We are at the doorstep of an exciting era in which the due importance of Radiofrequency treatment for cancer (and possibly many other ailments) is being finally and gradually revealed.
Multiple studies are being conducted into this exciting field and plausible explanations of pathways are being suggested. Field in which these selective non-thermal effects have been shown include, and are not limited to treatment of Non-Small Cell Lung Cell Carcinoma, Glioblastoma, Bladder Cancer and Pancreatic Cancer.
Synergo incorporates
a 915MHz generator, responsible for delivering microwave (the high end of the
RF frequencies) in the treatment of bladder cancer. This RF is regulated in
real-time by the operator (up to 36W).
One of the questions
that is often raised is what effect the RF has on the cancer cells.

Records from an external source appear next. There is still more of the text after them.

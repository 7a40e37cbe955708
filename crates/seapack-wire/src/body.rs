use bytes::{BufMut, BytesMut};
use serde::{Deserialize, Serialize};

use crate::error::{Result, WireError};

/// Body length of a pose request: 6 x f32.
pub const POSE_BODY_LEN: usize = 24;

/// Body length of a navigation fix: 2 x f64 + 6 x f32.
pub const NAV_BODY_LEN: usize = 40;

/// Body length of an acknowledgment: 1 x u16.
pub const ACK_BODY_LEN: usize = 2;

/// A requested pose on six axes, used by both the world-frame and
/// body-frame motion request types.
#[derive(Debug, Clone, Copy, PartialEq, Serialize, Deserialize)]
pub struct PoseTarget {
    pub x: f32,
    pub y: f32,
    pub z: f32,
    pub roll: f32,
    pub pitch: f32,
    pub yaw: f32,
}

impl PoseTarget {
    /// Serialize the six axes into `dst`.
    pub fn encode(&self, dst: &mut BytesMut) {
        dst.reserve(POSE_BODY_LEN);
        dst.put_f32(self.x);
        dst.put_f32(self.y);
        dst.put_f32(self.z);
        dst.put_f32(self.roll);
        dst.put_f32(self.pitch);
        dst.put_f32(self.yaw);
    }

    /// Deserialize a pose body. The byte count must match the layout exactly.
    pub fn decode(src: &[u8]) -> Result<Self> {
        if src.len() != POSE_BODY_LEN {
            return Err(WireError::BodyLengthMismatch {
                got: src.len(),
                expected: POSE_BODY_LEN,
            });
        }

        Ok(Self {
            x: read_f32(src, 0),
            y: read_f32(src, 4),
            z: read_f32(src, 8),
            roll: read_f32(src, 12),
            pitch: read_f32(src, 16),
            yaw: read_f32(src, 20),
        })
    }
}

/// A navigation fix: global position plus local pose.
#[derive(Debug, Clone, Copy, PartialEq, Serialize, Deserialize)]
pub struct NavFix {
    pub latitude: f64,
    pub longitude: f64,
    pub north: f32,
    pub east: f32,
    pub depth: f32,
    pub roll: f32,
    pub pitch: f32,
    pub yaw: f32,
}

impl NavFix {
    /// Serialize the fix into `dst`.
    pub fn encode(&self, dst: &mut BytesMut) {
        dst.reserve(NAV_BODY_LEN);
        dst.put_f64(self.latitude);
        dst.put_f64(self.longitude);
        dst.put_f32(self.north);
        dst.put_f32(self.east);
        dst.put_f32(self.depth);
        dst.put_f32(self.roll);
        dst.put_f32(self.pitch);
        dst.put_f32(self.yaw);
    }

    /// Deserialize a nav body. The byte count must match the layout exactly.
    pub fn decode(src: &[u8]) -> Result<Self> {
        if src.len() != NAV_BODY_LEN {
            return Err(WireError::BodyLengthMismatch {
                got: src.len(),
                expected: NAV_BODY_LEN,
            });
        }

        Ok(Self {
            latitude: read_f64(src, 0),
            longitude: read_f64(src, 8),
            north: read_f32(src, 16),
            east: read_f32(src, 20),
            depth: read_f32(src, 24),
            roll: read_f32(src, 28),
            pitch: read_f32(src, 32),
            yaw: read_f32(src, 36),
        })
    }
}

/// Serialize an acknowledgment body carrying the acknowledged message id.
pub fn encode_ack(message_id: u16, dst: &mut BytesMut) {
    dst.reserve(ACK_BODY_LEN);
    dst.put_u16(message_id);
}

/// Deserialize an acknowledgment body.
pub fn decode_ack(src: &[u8]) -> Result<u16> {
    if src.len() != ACK_BODY_LEN {
        return Err(WireError::BodyLengthMismatch {
            got: src.len(),
            expected: ACK_BODY_LEN,
        });
    }

    Ok(u16::from_be_bytes([src[0], src[1]]))
}

fn read_f32(src: &[u8], at: usize) -> f32 {
    f32::from_be_bytes(src[at..at + 4].try_into().unwrap())
}

fn read_f64(src: &[u8], at: usize) -> f64 {
    f64::from_be_bytes(src[at..at + 8].try_into().unwrap())
}
/// Errors that can occur during envelope encoding/decoding.
#[derive(Debug, thiserror::Error)]
pub enum WireError {
    /// Fewer bytes than the fixed header length were supplied.
    #[error("envelope header too short ({got} bytes, need {need})")]
    HeaderTooShort { got: usize, need: usize },

    /// The body does not match the payload type's fixed layout.
    #[error("body length mismatch ({got} bytes, expected {expected})")]
    BodyLengthMismatch { got: usize, expected: usize },

    /// The assembled envelope exceeds the maximum envelope length.
    #[error("envelope too large ({size} bytes, max {max})")]
    EnvelopeTooLarge { size: usize, max: usize },
}

pub type Result<T> = std::result::Result<T, WireError>;
use std::fmt;
use std::io;

use seapack_link::LinkError;
use seapack_registry::RegistryError;
use seapack_wire::WireError;

pub const SUCCESS: i32 = 0;
pub const FAILURE: i32 = 1;
pub const DATA_INVALID: i32 = 60;
pub const USAGE: i32 = 64;
pub const INTERNAL: i32 = 125;

pub type CliResult<T> = Result<T, CliError>;

#[derive(Debug)]
pub struct CliError {
    pub code: i32,
    pub message: String,
}

impl CliError {
    pub fn new(code: i32, message: impl Into<String>) -> Self {
        Self {
            code,
            message: message.into(),
        }
    }
}

impl fmt::Display for CliError {
    fn fmt(&self, f: &mut fmt::Formatter<'_>) -> fmt::Result {
        write!(f, "{}", self.message)
    }
}

impl std::error::Error for CliError {}

pub fn io_error(context: &str, err: io::Error) -> CliError {
    let code = match err.kind() {
        io::ErrorKind::NotFound | io::ErrorKind::PermissionDenied => FAILURE,
        _ => INTERNAL,
    };
    CliError::new(code, format!("{context}: {err}"))
}

pub fn wire_error(context: &str, err: WireError) -> CliError {
    CliError::new(DATA_INVALID, format!("{context}: {err}"))
}

pub fn registry_error(context: &str, err: RegistryError) -> CliError {
    let code = match err {
        RegistryError::UnknownName(_) | RegistryError::UnknownTopic(_) => USAGE,
        _ => DATA_INVALID,
    };
    CliError::new(code, format!("{context}: {err}"))
}

pub fn link_error(context: &str, err: LinkError) -> CliError {
    match err {
        LinkError::Wire(err) => wire_error(context, err),
        LinkError::Registry(err) => registry_error(context, err),
        other => CliError::new(DATA_INVALID, format!("{context}: {other}")),
    }
}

In vitro studies have demonstrated that
tumor-specific frequencies identified in patients with various forms of cancer
are capable of blocking the growth of tumor cells in a tissue- and
tumor-specific fashion. Current experimental evidence suggests that
tumor-specific modulation frequencies regulate the expression of genes involved
in migration and invasion and disrupt the mitotic spindle.
2 independent
studies present explanations to these effects and how RF operates.
An article published
in 2015 by Ware et al. demonstrates that RF radiation creates micropores
selectively on cancer cells and disconnects the adhesion between cancer cells. The
writers conclude that there are clear phenotypical differences observed between
cancerous and normal cells in both their untreated states and in their response
to RF therapy. They also reported, for the first time, a transfer of microsized
particles through tunneling nanotubes, which were produced by cancer cells in
response to RF therapy. They provided evidence that various sub-populations of
cancer cells heterogeneously respond to RF treatment.
Another article
published by Curley et al. in 2014 compared how RF and hyperthermia (HT)
treatments change the proliferation rate, oxygen consumption and autophagy in
malignant and nonmalignant cells and their results were clear.
Their conclusion: “The
results obtained in the current study, along with our previous reports,
indicate the ability of RF treatment to provide a tumor-specific cytotoxic
effect by inhibiting the proliferation and mitochondrial activity of tumor
cells and the stimulation of autophagy. These effects exceed the hyperthermic
property of the RF field. All of this assures further investigation of the
biological effects of RF treatment to stimulate the development of novel,
non-invasive approaches for cancer treatment using electromagnetic fields.”